[SOURCE MATERIAL Boundary: Start]

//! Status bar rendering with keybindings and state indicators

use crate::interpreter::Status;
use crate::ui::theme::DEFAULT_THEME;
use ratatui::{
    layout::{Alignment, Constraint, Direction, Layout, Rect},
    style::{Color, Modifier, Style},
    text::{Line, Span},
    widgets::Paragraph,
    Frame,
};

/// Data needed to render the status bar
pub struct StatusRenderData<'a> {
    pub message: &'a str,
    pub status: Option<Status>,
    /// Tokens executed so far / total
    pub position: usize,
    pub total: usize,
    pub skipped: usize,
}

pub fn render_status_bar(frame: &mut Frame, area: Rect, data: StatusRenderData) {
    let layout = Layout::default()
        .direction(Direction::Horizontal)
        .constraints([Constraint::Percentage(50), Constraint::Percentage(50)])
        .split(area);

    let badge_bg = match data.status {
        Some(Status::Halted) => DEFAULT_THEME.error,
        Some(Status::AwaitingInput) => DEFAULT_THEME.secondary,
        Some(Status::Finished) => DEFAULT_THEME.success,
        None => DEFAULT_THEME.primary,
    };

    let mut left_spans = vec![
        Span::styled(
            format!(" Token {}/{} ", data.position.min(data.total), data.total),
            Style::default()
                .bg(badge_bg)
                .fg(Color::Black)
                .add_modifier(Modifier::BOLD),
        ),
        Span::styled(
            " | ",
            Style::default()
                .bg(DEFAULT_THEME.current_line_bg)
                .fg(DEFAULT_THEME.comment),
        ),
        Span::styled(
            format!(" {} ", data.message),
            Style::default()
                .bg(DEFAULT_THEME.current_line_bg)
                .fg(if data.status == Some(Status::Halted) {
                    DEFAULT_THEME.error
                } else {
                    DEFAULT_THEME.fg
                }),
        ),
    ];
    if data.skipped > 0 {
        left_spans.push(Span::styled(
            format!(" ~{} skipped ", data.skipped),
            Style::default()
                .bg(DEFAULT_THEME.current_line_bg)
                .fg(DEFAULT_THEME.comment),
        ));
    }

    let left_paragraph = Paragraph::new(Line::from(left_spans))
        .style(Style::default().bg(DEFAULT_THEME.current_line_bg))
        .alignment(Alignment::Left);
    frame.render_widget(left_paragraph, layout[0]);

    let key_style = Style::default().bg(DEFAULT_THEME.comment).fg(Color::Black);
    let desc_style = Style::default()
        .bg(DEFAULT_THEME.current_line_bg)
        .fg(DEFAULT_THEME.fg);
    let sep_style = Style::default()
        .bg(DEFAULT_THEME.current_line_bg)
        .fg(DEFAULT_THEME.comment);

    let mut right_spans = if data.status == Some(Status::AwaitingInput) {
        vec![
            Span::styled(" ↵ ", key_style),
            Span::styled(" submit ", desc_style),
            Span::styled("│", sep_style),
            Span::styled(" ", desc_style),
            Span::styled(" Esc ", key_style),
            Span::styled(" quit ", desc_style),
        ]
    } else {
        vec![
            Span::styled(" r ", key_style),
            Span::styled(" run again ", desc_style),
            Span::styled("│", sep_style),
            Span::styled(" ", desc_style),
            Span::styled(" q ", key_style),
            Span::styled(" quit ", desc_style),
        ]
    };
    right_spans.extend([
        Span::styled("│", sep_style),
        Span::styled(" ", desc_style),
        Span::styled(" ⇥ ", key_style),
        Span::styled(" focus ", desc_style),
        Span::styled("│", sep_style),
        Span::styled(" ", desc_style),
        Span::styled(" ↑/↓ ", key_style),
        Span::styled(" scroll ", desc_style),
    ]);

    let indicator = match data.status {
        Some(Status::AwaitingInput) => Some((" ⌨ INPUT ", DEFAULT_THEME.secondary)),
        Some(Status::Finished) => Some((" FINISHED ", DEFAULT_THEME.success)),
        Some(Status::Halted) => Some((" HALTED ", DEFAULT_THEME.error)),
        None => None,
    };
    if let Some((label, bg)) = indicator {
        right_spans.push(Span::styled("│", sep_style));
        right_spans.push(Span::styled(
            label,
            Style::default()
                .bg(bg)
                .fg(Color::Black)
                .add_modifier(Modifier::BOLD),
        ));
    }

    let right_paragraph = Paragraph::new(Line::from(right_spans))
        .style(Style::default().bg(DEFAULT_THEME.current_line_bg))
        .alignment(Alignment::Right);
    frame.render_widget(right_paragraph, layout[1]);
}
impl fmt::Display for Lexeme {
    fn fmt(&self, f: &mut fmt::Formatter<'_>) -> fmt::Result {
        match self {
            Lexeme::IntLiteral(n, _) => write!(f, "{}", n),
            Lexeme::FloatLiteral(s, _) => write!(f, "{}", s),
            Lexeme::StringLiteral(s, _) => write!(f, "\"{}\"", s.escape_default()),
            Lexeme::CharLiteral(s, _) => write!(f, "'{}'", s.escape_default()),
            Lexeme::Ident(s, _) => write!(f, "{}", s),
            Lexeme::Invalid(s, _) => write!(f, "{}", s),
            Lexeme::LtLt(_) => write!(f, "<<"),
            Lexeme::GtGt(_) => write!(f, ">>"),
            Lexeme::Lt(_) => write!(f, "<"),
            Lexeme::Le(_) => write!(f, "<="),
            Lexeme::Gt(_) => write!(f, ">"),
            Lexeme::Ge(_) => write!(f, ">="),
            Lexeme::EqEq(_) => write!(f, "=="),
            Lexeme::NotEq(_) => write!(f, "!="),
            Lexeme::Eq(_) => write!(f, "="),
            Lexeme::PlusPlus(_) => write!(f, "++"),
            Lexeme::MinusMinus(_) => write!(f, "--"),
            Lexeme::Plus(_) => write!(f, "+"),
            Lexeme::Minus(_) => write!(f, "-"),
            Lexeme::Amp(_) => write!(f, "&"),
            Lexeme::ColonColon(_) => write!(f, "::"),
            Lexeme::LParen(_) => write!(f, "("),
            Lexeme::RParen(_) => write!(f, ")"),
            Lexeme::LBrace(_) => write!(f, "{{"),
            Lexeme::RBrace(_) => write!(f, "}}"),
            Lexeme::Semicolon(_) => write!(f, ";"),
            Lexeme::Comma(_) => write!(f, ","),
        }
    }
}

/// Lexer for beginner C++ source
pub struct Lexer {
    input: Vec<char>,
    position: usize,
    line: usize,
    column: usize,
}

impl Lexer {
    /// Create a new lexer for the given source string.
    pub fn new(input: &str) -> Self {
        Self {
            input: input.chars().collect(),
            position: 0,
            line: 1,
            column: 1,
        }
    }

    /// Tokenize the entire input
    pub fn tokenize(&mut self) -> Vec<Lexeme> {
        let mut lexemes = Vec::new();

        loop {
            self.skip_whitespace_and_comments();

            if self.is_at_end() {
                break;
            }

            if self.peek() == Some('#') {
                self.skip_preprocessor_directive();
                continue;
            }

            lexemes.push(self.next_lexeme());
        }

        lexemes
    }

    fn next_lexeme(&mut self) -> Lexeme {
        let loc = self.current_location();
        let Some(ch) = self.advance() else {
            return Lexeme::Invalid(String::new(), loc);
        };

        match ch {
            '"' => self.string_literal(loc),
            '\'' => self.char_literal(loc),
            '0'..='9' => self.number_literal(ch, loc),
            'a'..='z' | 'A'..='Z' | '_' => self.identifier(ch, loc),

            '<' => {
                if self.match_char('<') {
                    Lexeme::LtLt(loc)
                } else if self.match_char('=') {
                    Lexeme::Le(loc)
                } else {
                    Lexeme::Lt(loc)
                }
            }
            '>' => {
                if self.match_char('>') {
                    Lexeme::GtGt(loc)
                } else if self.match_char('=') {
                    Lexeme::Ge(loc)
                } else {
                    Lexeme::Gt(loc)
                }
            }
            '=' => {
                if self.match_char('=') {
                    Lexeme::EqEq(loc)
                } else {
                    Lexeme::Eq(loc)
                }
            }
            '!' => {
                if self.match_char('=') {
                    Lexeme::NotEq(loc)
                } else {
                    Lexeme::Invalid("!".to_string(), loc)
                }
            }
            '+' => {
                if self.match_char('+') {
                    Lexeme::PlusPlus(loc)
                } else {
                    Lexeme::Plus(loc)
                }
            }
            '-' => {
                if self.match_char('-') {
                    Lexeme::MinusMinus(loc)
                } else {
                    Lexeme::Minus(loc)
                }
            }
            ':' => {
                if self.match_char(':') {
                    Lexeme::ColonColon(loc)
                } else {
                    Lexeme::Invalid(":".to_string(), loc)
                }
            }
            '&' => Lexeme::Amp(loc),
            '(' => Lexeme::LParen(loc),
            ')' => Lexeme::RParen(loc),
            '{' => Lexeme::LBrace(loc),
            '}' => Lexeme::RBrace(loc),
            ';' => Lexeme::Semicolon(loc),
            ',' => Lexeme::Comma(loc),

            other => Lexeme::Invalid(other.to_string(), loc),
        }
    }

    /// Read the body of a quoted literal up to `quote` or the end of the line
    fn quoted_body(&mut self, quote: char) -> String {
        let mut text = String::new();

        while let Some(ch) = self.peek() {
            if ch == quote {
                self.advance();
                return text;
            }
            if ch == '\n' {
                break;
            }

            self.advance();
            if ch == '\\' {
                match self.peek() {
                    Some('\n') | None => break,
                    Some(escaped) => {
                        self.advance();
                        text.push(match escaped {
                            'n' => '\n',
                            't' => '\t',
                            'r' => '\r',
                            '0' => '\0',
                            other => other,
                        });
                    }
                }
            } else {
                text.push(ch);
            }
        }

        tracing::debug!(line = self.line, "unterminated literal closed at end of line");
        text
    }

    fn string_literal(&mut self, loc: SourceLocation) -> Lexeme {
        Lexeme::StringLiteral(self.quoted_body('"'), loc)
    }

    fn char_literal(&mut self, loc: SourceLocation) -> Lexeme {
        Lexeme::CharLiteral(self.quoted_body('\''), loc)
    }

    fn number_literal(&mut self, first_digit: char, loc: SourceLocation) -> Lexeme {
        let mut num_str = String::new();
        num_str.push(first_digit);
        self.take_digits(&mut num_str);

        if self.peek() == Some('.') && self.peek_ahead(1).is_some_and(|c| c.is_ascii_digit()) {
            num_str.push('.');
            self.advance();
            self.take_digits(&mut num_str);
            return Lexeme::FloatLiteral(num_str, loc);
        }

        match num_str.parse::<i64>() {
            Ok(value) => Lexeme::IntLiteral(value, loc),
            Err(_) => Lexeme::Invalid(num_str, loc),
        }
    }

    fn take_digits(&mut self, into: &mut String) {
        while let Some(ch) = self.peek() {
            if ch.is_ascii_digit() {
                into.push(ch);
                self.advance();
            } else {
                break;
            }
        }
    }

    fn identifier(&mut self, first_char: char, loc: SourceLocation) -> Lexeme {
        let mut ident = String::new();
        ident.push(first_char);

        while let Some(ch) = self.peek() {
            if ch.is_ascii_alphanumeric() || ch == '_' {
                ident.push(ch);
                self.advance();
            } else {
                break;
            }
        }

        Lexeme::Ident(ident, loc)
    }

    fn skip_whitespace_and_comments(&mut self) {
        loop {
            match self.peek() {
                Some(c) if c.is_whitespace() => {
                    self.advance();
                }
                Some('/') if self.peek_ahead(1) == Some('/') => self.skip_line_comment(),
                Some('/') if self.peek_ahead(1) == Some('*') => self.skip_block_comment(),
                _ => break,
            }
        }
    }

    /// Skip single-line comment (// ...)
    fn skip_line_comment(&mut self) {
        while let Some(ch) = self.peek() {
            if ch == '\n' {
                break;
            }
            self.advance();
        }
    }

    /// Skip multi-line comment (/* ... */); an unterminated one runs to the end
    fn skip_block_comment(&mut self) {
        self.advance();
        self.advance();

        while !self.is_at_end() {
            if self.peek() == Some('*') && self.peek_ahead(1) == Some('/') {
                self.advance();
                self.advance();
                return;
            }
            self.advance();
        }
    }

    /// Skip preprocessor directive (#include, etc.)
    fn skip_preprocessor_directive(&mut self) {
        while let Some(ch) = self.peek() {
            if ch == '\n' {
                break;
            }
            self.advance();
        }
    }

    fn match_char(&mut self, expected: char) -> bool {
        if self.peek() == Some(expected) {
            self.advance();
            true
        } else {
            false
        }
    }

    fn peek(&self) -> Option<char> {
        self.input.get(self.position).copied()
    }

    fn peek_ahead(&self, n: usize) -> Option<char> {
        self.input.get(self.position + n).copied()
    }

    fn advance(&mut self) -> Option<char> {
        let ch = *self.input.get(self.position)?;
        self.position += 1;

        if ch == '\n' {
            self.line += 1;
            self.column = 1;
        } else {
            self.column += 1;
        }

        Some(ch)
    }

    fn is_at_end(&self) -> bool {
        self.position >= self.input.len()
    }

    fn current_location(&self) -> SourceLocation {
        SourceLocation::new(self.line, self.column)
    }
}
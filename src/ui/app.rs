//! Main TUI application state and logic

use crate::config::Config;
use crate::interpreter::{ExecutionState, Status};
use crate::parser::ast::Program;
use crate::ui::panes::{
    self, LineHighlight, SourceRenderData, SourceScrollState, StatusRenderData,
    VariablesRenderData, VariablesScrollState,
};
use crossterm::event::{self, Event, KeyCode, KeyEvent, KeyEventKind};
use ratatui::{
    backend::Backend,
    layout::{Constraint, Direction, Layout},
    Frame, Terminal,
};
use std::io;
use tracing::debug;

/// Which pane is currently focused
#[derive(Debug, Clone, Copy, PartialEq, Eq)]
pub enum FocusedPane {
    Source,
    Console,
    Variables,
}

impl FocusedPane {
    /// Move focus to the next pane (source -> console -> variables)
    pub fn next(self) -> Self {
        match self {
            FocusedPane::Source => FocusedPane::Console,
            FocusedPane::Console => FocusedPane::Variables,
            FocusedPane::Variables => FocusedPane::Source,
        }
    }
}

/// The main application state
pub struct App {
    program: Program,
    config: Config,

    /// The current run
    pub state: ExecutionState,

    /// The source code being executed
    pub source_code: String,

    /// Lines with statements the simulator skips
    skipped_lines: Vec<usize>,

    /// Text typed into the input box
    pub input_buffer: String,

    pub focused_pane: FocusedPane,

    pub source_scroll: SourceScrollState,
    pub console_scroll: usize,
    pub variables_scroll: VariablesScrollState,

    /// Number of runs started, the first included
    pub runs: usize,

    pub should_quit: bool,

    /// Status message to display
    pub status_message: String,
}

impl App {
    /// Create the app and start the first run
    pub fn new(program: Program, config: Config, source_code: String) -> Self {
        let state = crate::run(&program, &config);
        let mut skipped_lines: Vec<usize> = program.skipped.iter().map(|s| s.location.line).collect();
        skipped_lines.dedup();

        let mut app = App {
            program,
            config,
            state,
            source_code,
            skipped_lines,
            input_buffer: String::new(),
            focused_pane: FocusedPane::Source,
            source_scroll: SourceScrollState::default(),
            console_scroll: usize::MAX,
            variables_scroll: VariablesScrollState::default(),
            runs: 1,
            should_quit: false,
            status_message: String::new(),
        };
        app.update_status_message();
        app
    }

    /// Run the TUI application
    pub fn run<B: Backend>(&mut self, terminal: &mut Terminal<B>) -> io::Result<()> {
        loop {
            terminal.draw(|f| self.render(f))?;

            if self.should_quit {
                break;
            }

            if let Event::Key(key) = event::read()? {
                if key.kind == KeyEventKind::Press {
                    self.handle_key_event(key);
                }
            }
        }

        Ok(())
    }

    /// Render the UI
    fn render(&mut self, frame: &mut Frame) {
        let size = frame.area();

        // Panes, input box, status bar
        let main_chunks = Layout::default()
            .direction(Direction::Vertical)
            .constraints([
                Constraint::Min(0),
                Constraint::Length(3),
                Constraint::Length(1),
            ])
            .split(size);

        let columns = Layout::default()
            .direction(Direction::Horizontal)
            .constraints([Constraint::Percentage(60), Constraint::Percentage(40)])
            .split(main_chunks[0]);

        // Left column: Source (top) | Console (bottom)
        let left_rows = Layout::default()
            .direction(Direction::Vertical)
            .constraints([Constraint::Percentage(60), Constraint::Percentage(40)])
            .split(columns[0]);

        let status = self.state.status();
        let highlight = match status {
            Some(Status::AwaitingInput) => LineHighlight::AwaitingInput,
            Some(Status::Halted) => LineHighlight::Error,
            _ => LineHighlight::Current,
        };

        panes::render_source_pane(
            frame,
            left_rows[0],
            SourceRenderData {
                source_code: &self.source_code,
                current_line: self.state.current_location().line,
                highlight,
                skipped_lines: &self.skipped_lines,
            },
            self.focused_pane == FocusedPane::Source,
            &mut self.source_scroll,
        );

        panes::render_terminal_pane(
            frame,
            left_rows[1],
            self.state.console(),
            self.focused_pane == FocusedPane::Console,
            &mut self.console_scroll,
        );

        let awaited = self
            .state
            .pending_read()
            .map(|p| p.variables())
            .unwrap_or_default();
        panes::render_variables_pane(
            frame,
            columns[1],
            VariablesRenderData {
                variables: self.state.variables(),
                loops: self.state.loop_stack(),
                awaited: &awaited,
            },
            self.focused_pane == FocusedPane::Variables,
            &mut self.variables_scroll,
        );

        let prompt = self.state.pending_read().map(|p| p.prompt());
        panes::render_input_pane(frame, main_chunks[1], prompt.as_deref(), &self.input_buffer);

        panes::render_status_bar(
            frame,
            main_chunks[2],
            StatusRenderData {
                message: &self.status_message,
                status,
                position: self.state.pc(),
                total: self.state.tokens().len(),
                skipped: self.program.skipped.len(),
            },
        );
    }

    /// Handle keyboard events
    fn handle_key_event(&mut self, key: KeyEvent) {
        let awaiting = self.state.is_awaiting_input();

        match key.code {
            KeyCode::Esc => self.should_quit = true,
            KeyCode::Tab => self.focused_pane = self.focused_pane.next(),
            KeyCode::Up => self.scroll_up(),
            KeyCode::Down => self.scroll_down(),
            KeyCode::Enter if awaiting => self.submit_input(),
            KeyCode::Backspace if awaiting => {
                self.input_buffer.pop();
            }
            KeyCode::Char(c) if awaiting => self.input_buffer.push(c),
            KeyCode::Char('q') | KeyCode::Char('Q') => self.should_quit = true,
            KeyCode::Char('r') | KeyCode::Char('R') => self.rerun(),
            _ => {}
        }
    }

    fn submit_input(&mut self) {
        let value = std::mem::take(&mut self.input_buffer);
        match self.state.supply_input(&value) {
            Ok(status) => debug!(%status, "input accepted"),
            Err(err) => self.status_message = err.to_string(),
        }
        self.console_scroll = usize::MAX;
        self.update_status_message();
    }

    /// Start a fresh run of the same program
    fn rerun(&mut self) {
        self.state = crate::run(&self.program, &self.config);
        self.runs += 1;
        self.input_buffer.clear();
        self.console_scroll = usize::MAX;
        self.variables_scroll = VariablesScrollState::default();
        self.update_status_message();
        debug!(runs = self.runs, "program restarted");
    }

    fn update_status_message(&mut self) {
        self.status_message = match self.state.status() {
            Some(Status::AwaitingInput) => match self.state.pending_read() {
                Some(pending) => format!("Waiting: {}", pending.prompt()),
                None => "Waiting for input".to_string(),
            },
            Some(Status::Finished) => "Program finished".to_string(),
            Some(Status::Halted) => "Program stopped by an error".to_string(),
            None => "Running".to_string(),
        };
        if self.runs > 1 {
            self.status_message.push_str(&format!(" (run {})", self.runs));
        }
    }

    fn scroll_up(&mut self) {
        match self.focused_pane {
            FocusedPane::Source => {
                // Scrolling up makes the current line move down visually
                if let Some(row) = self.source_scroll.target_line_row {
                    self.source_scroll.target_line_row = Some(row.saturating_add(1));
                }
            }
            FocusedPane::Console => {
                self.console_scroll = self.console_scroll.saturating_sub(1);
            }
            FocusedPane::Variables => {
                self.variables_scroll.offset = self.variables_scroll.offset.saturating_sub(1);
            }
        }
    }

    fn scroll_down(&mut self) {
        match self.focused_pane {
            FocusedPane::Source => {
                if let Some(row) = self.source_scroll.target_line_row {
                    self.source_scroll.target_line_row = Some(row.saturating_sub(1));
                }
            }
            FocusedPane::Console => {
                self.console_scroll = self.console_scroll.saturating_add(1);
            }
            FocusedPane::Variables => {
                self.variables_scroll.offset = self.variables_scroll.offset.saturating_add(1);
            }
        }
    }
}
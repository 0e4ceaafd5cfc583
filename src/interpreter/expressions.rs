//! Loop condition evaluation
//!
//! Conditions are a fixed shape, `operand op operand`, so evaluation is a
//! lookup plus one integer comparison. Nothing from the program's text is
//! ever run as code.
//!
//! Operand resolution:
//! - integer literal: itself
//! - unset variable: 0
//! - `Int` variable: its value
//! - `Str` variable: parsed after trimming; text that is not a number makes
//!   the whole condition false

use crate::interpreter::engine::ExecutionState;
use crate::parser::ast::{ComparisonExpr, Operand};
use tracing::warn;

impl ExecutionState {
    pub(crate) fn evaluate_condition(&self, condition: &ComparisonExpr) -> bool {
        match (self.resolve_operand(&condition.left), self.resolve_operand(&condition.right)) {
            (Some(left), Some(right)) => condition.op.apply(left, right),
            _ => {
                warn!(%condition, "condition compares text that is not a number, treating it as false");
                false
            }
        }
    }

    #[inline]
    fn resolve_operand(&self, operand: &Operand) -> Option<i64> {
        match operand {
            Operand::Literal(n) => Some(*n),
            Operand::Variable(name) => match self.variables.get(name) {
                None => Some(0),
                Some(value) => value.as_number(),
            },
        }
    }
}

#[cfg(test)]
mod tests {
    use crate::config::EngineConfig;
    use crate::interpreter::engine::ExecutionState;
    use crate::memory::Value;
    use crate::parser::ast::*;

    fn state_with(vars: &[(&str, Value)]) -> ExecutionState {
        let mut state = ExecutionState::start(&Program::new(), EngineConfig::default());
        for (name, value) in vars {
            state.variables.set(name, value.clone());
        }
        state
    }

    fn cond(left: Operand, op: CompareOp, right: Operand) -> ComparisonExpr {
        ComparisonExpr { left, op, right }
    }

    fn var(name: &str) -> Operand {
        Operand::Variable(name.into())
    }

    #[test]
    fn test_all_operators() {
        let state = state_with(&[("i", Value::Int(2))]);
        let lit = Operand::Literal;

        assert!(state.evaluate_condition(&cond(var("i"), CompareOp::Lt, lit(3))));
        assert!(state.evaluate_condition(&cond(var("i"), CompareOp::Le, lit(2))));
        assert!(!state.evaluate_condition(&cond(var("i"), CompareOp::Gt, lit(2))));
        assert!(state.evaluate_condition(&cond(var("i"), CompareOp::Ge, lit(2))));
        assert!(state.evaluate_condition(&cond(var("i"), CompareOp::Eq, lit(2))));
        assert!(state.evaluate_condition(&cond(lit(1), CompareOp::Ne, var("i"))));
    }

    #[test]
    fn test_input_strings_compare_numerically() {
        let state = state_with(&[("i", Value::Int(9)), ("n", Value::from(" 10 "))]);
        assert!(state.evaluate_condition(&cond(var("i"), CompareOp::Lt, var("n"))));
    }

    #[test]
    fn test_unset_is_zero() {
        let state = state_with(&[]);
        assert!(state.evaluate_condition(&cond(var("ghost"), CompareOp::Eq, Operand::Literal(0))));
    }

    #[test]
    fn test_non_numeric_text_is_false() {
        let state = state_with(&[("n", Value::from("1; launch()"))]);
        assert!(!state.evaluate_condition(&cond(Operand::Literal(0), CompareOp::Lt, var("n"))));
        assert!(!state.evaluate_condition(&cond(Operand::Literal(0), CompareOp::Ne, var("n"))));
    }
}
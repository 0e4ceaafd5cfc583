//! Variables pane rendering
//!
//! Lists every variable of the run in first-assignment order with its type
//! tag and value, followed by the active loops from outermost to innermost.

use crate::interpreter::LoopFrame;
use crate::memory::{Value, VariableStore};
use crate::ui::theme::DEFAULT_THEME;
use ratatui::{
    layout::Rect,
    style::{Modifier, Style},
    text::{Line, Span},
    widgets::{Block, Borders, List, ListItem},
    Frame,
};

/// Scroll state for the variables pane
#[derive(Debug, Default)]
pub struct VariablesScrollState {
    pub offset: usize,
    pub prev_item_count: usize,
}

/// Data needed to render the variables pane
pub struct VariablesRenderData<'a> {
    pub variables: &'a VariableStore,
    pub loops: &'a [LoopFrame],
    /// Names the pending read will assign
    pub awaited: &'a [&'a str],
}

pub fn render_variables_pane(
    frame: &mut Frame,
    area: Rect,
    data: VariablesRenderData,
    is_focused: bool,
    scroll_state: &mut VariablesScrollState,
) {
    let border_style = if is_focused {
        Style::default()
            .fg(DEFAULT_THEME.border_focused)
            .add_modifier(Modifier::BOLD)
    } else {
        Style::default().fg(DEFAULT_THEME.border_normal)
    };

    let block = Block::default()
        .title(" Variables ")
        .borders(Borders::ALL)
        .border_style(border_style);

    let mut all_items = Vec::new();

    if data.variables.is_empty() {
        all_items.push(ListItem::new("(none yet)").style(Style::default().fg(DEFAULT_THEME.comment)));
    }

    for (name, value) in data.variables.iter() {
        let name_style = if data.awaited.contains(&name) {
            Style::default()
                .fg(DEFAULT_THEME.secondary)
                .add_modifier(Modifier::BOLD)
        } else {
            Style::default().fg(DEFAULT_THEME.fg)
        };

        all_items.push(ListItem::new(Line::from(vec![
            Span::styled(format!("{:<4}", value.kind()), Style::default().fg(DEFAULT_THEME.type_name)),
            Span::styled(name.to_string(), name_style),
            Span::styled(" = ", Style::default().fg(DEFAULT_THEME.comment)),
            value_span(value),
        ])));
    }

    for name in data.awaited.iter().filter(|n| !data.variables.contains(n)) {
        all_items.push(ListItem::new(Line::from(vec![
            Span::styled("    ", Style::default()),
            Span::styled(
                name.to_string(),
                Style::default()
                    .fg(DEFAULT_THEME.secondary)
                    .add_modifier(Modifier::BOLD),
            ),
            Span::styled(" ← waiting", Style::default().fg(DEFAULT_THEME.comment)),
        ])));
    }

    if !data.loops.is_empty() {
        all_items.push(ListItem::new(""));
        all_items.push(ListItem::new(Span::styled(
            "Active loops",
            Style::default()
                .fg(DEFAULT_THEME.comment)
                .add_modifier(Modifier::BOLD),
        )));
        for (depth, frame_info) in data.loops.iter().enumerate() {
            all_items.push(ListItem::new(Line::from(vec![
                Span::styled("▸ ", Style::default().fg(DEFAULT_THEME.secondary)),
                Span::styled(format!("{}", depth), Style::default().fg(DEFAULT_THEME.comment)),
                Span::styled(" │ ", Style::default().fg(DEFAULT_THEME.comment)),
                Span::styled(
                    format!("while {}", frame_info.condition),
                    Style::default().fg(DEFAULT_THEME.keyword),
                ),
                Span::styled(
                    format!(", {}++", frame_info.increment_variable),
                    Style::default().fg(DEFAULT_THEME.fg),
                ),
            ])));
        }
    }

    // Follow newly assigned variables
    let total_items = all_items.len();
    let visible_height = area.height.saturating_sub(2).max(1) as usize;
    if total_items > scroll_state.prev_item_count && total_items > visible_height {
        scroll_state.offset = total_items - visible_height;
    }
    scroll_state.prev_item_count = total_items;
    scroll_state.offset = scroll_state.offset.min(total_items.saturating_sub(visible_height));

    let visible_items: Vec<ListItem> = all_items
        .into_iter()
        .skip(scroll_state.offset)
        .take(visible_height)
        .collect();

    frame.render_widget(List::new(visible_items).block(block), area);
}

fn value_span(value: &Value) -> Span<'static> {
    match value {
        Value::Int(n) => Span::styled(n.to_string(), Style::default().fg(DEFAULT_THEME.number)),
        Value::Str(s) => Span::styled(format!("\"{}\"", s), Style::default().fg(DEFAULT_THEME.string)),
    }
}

[SOURCE MATERIAL Boundary: End]

**HOW TO COMPLETE THIS TASK**
From the entries above, extract each line containing "Borders".

**FINISHED TASK**
    widgets::{Block, Borders, List, ListItem},
        .borders(Borders::ALL)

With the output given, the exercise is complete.